## Activity
An exact copy of every record is needed.

::::

use crate::domain::account::{AccountId, Balance};
use crate::domain::ports::{LedgerStore, LedgerUnit};
use crate::error::{LedgerError, Result};
use async_trait::async_trait;
use rust_decimal::Decimal;
use std::collections::HashMap;
use std::sync::Arc;
use tokio::sync::RwLock;

/// Per-record state: the balance plus a version counter bumped on every
/// committed mutation. Units validate read versions at commit.
#[derive(Debug, Clone)]
struct Record {
    balance: Decimal,
    version: u64,
}

/// A thread-safe in-memory ledger store.
///
/// Uses `Arc<RwLock<HashMap<AccountId, Record>>>` for shared concurrent
/// access, with optimistic concurrency control: a unit of work remembers the
/// version of every record it read for update, and commit fails with
/// `CommitConflict` if any of those versions moved in the meantime. The whole
/// commit runs under the write lock, so queued deltas become visible
/// atomically.
#[derive(Default, Clone)]
pub struct InMemoryLedger {
    accounts: Arc<RwLock<HashMap<AccountId, Record>>>,
}

impl InMemoryLedger {
    /// Creates a new, empty in-memory ledger.
    pub fn new() -> Self {
        Self::default()
    }
}

#[async_trait]
impl LedgerStore for InMemoryLedger {
    async fn balance(&self, account: &AccountId) -> Result<Option<Balance>> {
        let accounts = self.accounts.read().await;
        Ok(accounts.get(account).map(|r| Balance::new(r.balance)))
    }

    async fn create_account(&self, account: AccountId, initial: Balance) -> Result<()> {
        let mut accounts = self.accounts.write().await;
        if accounts.contains_key(&account) {
            return Err(LedgerError::AccountExists(account));
        }
        accounts.insert(
            account,
            Record {
                balance: initial.value(),
                version: 0,
            },
        );
        Ok(())
    }

    async fn all_balances(&self) -> Result<Vec<(AccountId, Balance)>> {
        let accounts = self.accounts.read().await;
        Ok(accounts
            .iter()
            .map(|(id, r)| (id.clone(), Balance::new(r.balance)))
            .collect())
    }

    async fn begin(&self) -> Result<Box<dyn LedgerUnit>> {
        Ok(Box::new(InMemoryUnit {
            accounts: Arc::clone(&self.accounts),
            reads: HashMap::new(),
            deltas: HashMap::new(),
        }))
    }
}

/// One unit of work over an [`InMemoryLedger`].
///
/// Reads and deltas are buffered locally; nothing touches the shared map
/// until commit, so dropping the unit (cancellation) or aborting it leaves
/// no trace.
struct InMemoryUnit {
    accounts: Arc<RwLock<HashMap<AccountId, Record>>>,
    reads: HashMap<AccountId, u64>,
    deltas: HashMap<AccountId, Decimal>,
}

#[async_trait]
impl LedgerUnit for InMemoryUnit {
    async fn read_for_update(&mut self, account: &AccountId) -> Result<Option<Balance>> {
        let accounts = self.accounts.read().await;
        match accounts.get(account) {
            Some(record) => {
                self.reads.insert(account.clone(), record.version);
                Ok(Some(Balance::new(record.balance)))
            }
            None => Ok(None),
        }
    }

    fn apply_delta(&mut self, account: &AccountId, delta: Decimal) {
        *self.deltas.entry(account.clone()).or_insert(Decimal::ZERO) += delta;
    }

    async fn commit(self: Box<Self>) -> Result<()> {
        let mut accounts = self.accounts.write().await;

        // Validate every read under the write lock: any version that moved
        // means another unit committed first.
        for (id, version) in &self.reads {
            match accounts.get(id) {
                Some(record) if record.version == *version => {}
                _ => return Err(LedgerError::CommitConflict),
            }
        }

        // Constraint check before mutating anything, so a failed commit
        // leaves no partial state.
        for (id, delta) in &self.deltas {
            match accounts.get(id) {
                Some(record) if record.balance + *delta >= Decimal::ZERO => {}
                _ => return Err(LedgerError::CommitConflict),
            }
        }

        for (id, delta) in &self.deltas {
            // Presence was validated above, under the same write lock.
            if let Some(record) = accounts.get_mut(id) {
                record.balance += *delta;
                record.version += 1;
            }
        }

        Ok(())
    }

    async fn abort(self: Box<Self>) {
        // Deltas were never applied to the shared map; dropping is enough.
    }
}

#[cfg(test)]
mod tests {
    use super::*;
    use rust_decimal_macros::dec;

    #[tokio::test]
    async fn test_create_and_read() {
        let store = InMemoryLedger::new();
        store
            .create_account("alice".into(), Balance::new(dec!(100.0)))
            .await
            .unwrap();

        let balance = store.balance(&"alice".into()).await.unwrap();
        assert_eq!(balance, Some(Balance::new(dec!(100.0))));

        assert!(store.balance(&"bob".into()).await.unwrap().is_none());
    }

    #[tokio::test]
    async fn test_create_duplicate_rejected() {
        let store = InMemoryLedger::new();
        store
            .create_account("alice".into(), Balance::ZERO)
            .await
            .unwrap();

        let result = store.create_account("alice".into(), Balance::ZERO).await;
        assert!(matches!(result, Err(LedgerError::AccountExists(_))));
    }

    #[tokio::test]
    async fn test_unit_commit_applies_deltas_atomically() {
        let store = InMemoryLedger::new();
        store
            .create_account("alice".into(), Balance::new(dec!(100.0)))
            .await
            .unwrap();
        store
            .create_account("bob".into(), Balance::new(dec!(50.0)))
            .await
            .unwrap();

        let mut unit = store.begin().await.unwrap();
        unit.read_for_update(&"alice".into()).await.unwrap();
        unit.read_for_update(&"bob".into()).await.unwrap();
        unit.apply_delta(&"alice".into(), dec!(-40.0));
        unit.apply_delta(&"bob".into(), dec!(40.0));

        // Nothing visible before commit
        assert_eq!(
            store.balance(&"alice".into()).await.unwrap(),
            Some(Balance::new(dec!(100.0)))
        );

        unit.commit().await.unwrap();

        assert_eq!(
            store.balance(&"alice".into()).await.unwrap(),
            Some(Balance::new(dec!(60.0)))
        );
        assert_eq!(
            store.balance(&"bob".into()).await.unwrap(),
            Some(Balance::new(dec!(90.0)))
        );
    }

    #[tokio::test]
    async fn test_unit_abort_discards_deltas() {
        let store = InMemoryLedger::new();
        store
            .create_account("alice".into(), Balance::new(dec!(100.0)))
            .await
            .unwrap();

        let mut unit = store.begin().await.unwrap();
        unit.read_for_update(&"alice".into()).await.unwrap();
        unit.apply_delta(&"alice".into(), dec!(-40.0));
        unit.abort().await;

        assert_eq!(
            store.balance(&"alice".into()).await.unwrap(),
            Some(Balance::new(dec!(100.0)))
        );
    }

    #[tokio::test]
    async fn test_second_commit_to_same_record_conflicts() {
        let store = InMemoryLedger::new();
        store
            .create_account("alice".into(), Balance::new(dec!(100.0)))
            .await
            .unwrap();

        let mut first = store.begin().await.unwrap();
        let mut second = store.begin().await.unwrap();
        first.read_for_update(&"alice".into()).await.unwrap();
        second.read_for_update(&"alice".into()).await.unwrap();

        first.apply_delta(&"alice".into(), dec!(-10.0));
        first.commit().await.unwrap();

        second.apply_delta(&"alice".into(), dec!(-10.0));
        let result = second.commit().await;
        assert!(matches!(result, Err(LedgerError::CommitConflict)));

        // Only the first unit's effect is visible.
        assert_eq!(
            store.balance(&"alice".into()).await.unwrap(),
            Some(Balance::new(dec!(90.0)))
        );
    }

    #[tokio::test]
    async fn test_commit_rejects_negative_result() {
        let store = InMemoryLedger::new();
        store
            .create_account("alice".into(), Balance::new(dec!(10.0)))
            .await
            .unwrap();

        let mut unit = store.begin().await.unwrap();
        unit.read_for_update(&"alice".into()).await.unwrap();
        unit.apply_delta(&"alice".into(), dec!(-20.0));

        assert!(matches!(
            unit.commit().await,
            Err(LedgerError::CommitConflict)
        ));
        assert_eq!(
            store.balance(&"alice".into()).await.unwrap(),
            Some(Balance::new(dec!(10.0)))
        );
    }
}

::::

## Solution to this exercise
use crate::domain::account::{AccountId, Balance};
use crate::domain::ports::{LedgerStore, LedgerUnit};
use crate::error::{LedgerError, Result};
use async_trait::async_trait;
use rust_decimal::Decimal;
use std::collections::HashMap;
use std::sync::Arc;
use tokio::sync::RwLock;

/// Per-record state: the balance plus a version counter bumped on every
/// committed mutation. Units validate read versions at commit.
#[derive(Debug, Clone)]
struct Record {
    balance: Decimal,
    version: u64,
}

/// A thread-safe in-memory ledger store.
///
/// Uses `Arc<RwLock<HashMap<AccountId, Record>>>` for shared concurrent
/// access, with optimistic concurrency control: a unit of work remembers the
/// version of every record it read for update, and commit fails with
/// `CommitConflict` if any of those versions moved in the meantime. The whole
/// commit runs under the write lock, so queued deltas become visible
/// atomically.
#[derive(Default, Clone)]
pub struct InMemoryLedger {
    accounts: Arc<RwLock<HashMap<AccountId, Record>>>,
}

impl InMemoryLedger {
    /// Creates a new, empty in-memory ledger.
    pub fn new() -> Self {
        Self::default()
    }
}

#[async_trait]
impl LedgerStore for InMemoryLedger {
    async fn balance(&self, account: &AccountId) -> Result<Option<Balance>> {
        let accounts = self.accounts.read().await;
        Ok(accounts.get(account).map(|r| Balance::new(r.balance)))
    }

    async fn create_account(&self, account: AccountId, initial: Balance) -> Result<()> {
        let mut accounts = self.accounts.write().await;
        if accounts.contains_key(&account) {
            return Err(LedgerError::AccountExists(account));
        }
        accounts.insert(
            account,
            Record {
                balance: initial.value(),
                version: 0,
            },
        );
        Ok(())
    }

    async fn all_balances(&self) -> Result<Vec<(AccountId, Balance)>> {
        let accounts = self.accounts.read().await;
        Ok(accounts
            .iter()
            .map(|(id, r)| (id.clone(), Balance::new(r.balance)))
            .collect())
    }

    async fn begin(&self) -> Result<Box<dyn LedgerUnit>> {
        Ok(Box::new(InMemoryUnit {
            accounts: Arc::clone(&self.accounts),
            reads: HashMap::new(),
            deltas: HashMap::new(),
        }))
    }
}

/// One unit of work over an [`InMemoryLedger`].
///
/// Reads and deltas are buffered locally; nothing touches the shared map
/// until commit, so dropping the unit (cancellation) or aborting it leaves
/// no trace.
struct InMemoryUnit {
    accounts: Arc<RwLock<HashMap<AccountId, Record>>>,
    reads: HashMap<AccountId, u64>,
    deltas: HashMap<AccountId, Decimal>,
}

#[async_trait]
impl LedgerUnit for InMemoryUnit {
    async fn read_for_update(&mut self, account: &AccountId) -> Result<Option<Balance>> {
        let accounts = self.accounts.read().await;
        match accounts.get(account) {
            Some(record) => {
                self.reads.insert(account.clone(), record.version);
                Ok(Some(Balance::new(record.balance)))
            }
            None => Ok(None),
        }
    }

    fn apply_delta(&mut self, account: &AccountId, delta: Decimal) {
        *self.deltas.entry(account.clone()).or_insert(Decimal::ZERO) += delta;
    }

    async fn commit(self: Box<Self>) -> Result<()> {
        let mut accounts = self.accounts.write().await;

        // Validate every read under the write lock: any version that moved
        // means another unit committed first.
        for (id, version) in &self.reads {
            match accounts.get(id) {
                Some(record) if record.version == *version => {}
                _ => return Err(LedgerError::CommitConflict),
            }
        }

        // Constraint check before mutating anything, so a failed commit
        // leaves no partial state.
        for (id, delta) in &self.deltas {
            match accounts.get(id) {
                Some(record) if record.balance + *delta >= Decimal::ZERO => {}
                _ => return Err(LedgerError::CommitConflict),
            }
        }

        for (id, delta) in &self.deltas {
            // Presence was validated above, under the same write lock.
            if let Some(record) = accounts.get_mut(id) {
                record.balance += *delta;
                record.version += 1;
            }
        }

        Ok(())
    }

    async fn abort(self: Box<Self>) {
        // Deltas were never applied to the shared map; dropping is enough.
    }
}

#[cfg(test)]
mod tests {
    use super::*;
    use rust_decimal_macros::dec;

    #[tokio::test]
    async fn test_create_and_read() {
        let store = InMemoryLedger::new();
        store
            .create_account("alice".into(), Balance::new(dec!(100.0)))
            .await
            .unwrap();

        let balance = store.balance(&"alice".into()).await.unwrap();
        assert_eq!(balance, Some(Balance::new(dec!(100.0))));

        assert!(store.balance(&"bob".into()).await.unwrap().is_none());
    }

    #[tokio::test]
    async fn test_create_duplicate_rejected() {
        let store = InMemoryLedger::new();
        store
            .create_account("alice".into(), Balance::ZERO)
            .await
            .unwrap();

        let result = store.create_account("alice".into(), Balance::ZERO).await;
        assert!(matches!(result, Err(LedgerError::AccountExists(_))));
    }

    #[tokio::test]
    async fn test_unit_commit_applies_deltas_atomically() {
        let store = InMemoryLedger::new();
        store
            .create_account("alice".into(), Balance::new(dec!(100.0)))
            .await
            .unwrap();
        store
            .create_account("bob".into(), Balance::new(dec!(50.0)))
            .await
            .unwrap();

        let mut unit = store.begin().await.unwrap();
        unit.read_for_update(&"alice".into()).await.unwrap();
        unit.read_for_update(&"bob".into()).await.unwrap();
        unit.apply_delta(&"alice".into(), dec!(-40.0));
        unit.apply_delta(&"bob".into(), dec!(40.0));

        // Nothing visible before commit
        assert_eq!(
            store.balance(&"alice".into()).await.unwrap(),
            Some(Balance::new(dec!(100.0)))
        );

        unit.commit().await.unwrap();

        assert_eq!(
            store.balance(&"alice".into()).await.unwrap(),
            Some(Balance::new(dec!(60.0)))
        );
        assert_eq!(
            store.balance(&"bob".into()).await.unwrap(),
            Some(Balance::new(dec!(90.0)))
        );
    }

    #[tokio::test]
    async fn test_unit_abort_discards_deltas() {
        let store = InMemoryLedger::new();
        store
            .create_account("alice".into(), Balance::new(dec!(100.0)))
            .await
            .unwrap();

        let mut unit = store.begin().await.unwrap();
        unit.read_for_update(&"alice".into()).await.unwrap();
        unit.apply_delta(&"alice".into(), dec!(-40.0));
        unit.abort().await;

        assert_eq!(
            store.balance(&"alice".into()).await.unwrap(),
            Some(Balance::new(dec!(100.0)))
        );
    }

    #[tokio::test]
    async fn test_second_commit_to_same_record_conflicts() {
        let store = InMemoryLedger::new();
        store
            .create_account("alice".into(), Balance::new(dec!(100.0)))
            .await
            .unwrap();

        let mut first = store.begin().await.unwrap();
        let mut second = store.begin().await.unwrap();
        first.read_for_update(&"alice".into()).await.unwrap();
        second.read_for_update(&"alice".into()).await.unwrap();

        first.apply_delta(&"alice".into(), dec!(-10.0));
        first.commit().await.unwrap();

        second.apply_delta(&"alice".into(), dec!(-10.0));
        let result = second.commit().await;
        assert!(matches!(result, Err(LedgerError::CommitConflict)));

        // Only the first unit's effect is visible.
        assert_eq!(
            store.balance(&"alice".into()).await.unwrap(),
            Some(Balance::new(dec!(90.0)))
        );
    }

    #[tokio::test]
    async fn test_commit_rejects_negative_result() {
        let store = InMemoryLedger::new();
        store
            .create_account("alice".into(), Balance::new(dec!(10.0)))
            .await
            .unwrap();

        let mut unit = store.begin().await.unwrap();
        unit.read_for_update(&"alice".into()).await.unwrap();
        unit.apply_delta(&"alice".into(), dec!(-20.0));

        assert!(matches!(
            unit.commit().await,
            Err(LedgerError::CommitConflict)
        ));
        assert_eq!(
            store.balance(&"alice".into()).await.unwrap(),
            Some(Balance::new(dec!(10.0)))
        );
    }
}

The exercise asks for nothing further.